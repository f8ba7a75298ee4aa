//! Per-frame scratch buffers, reused across frames
//!
//! Holds every grid and the run arena one analysis needs. Buffers only grow;
//! a frame of the same size as the previous one allocates nothing. The
//! scratch is owned by one analyzer, so nothing else sees it mid-frame.

use crate::detector::runs::RunArena;
use crate::error::Result;
use crate::models::LumaGrid;

/// Reusable buffers for one in-flight analysis
#[derive(Debug, Default)]
pub struct FrameScratch {
    /// Luminance of the current frame
    pub luma: LumaGrid,
    /// Dilated luminance
    pub dilated: LumaGrid,
    /// Box-blurred luminance
    pub blurred: LumaGrid,
    /// Intermediate pass of the separable filters
    pub temp: LumaGrid,
    /// Runs of the classified frame
    pub runs: RunArena,
    largest: usize,
    stats: ScratchStats,
}

/// Counters for monitoring buffer reuse
#[derive(Debug, Default, Clone, Copy, PartialEq, Eq)]
pub struct ScratchStats {
    /// Frames prepared
    pub frames: usize,
    /// Frames that needed larger grids than any before
    pub growths: usize,
}

impl FrameScratch {
    /// Create empty scratch; the first frame sizes it
    pub fn new() -> Self {
        Self::default()
    }

    /// Create scratch already sized for `width` x `height` frames
    pub fn with_capacity(width: usize, height: usize) -> Result<Self> {
        let mut scratch = Self::new();
        scratch.prepare(width, height)?;
        scratch.stats = ScratchStats::default();
        Ok(scratch)
    }

    /// Size every grid for a `width` x `height` frame.
    ///
    /// On allocation failure the grids that could not grow keep their
    /// previous contents.
    pub fn prepare(&mut self, width: usize, height: usize) -> Result<()> {
        let pixels = width * height;
        self.luma.reshape(width, height)?;
        self.dilated.reshape(width, height)?;
        self.blurred.reshape(width, height)?;
        self.temp.reshape(width, height)?;
        if pixels > self.largest {
            self.largest = pixels;
            self.stats.growths += 1;
        }
        self.stats.frames += 1;
        Ok(())
    }

    /// Reuse counters since creation
    pub fn stats(&self) -> ScratchStats {
        self.stats
    }

    /// Release all memory
    pub fn clear(&mut self) {
        *self = Self {
            stats: self.stats,
            ..Self::default()
        };
    }
}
────────
Go through the material and copy every line in which the word "crate" occurs.

use crate::detector::runs::RunArena;
use crate::error::Result;
use crate::models::LumaGrid;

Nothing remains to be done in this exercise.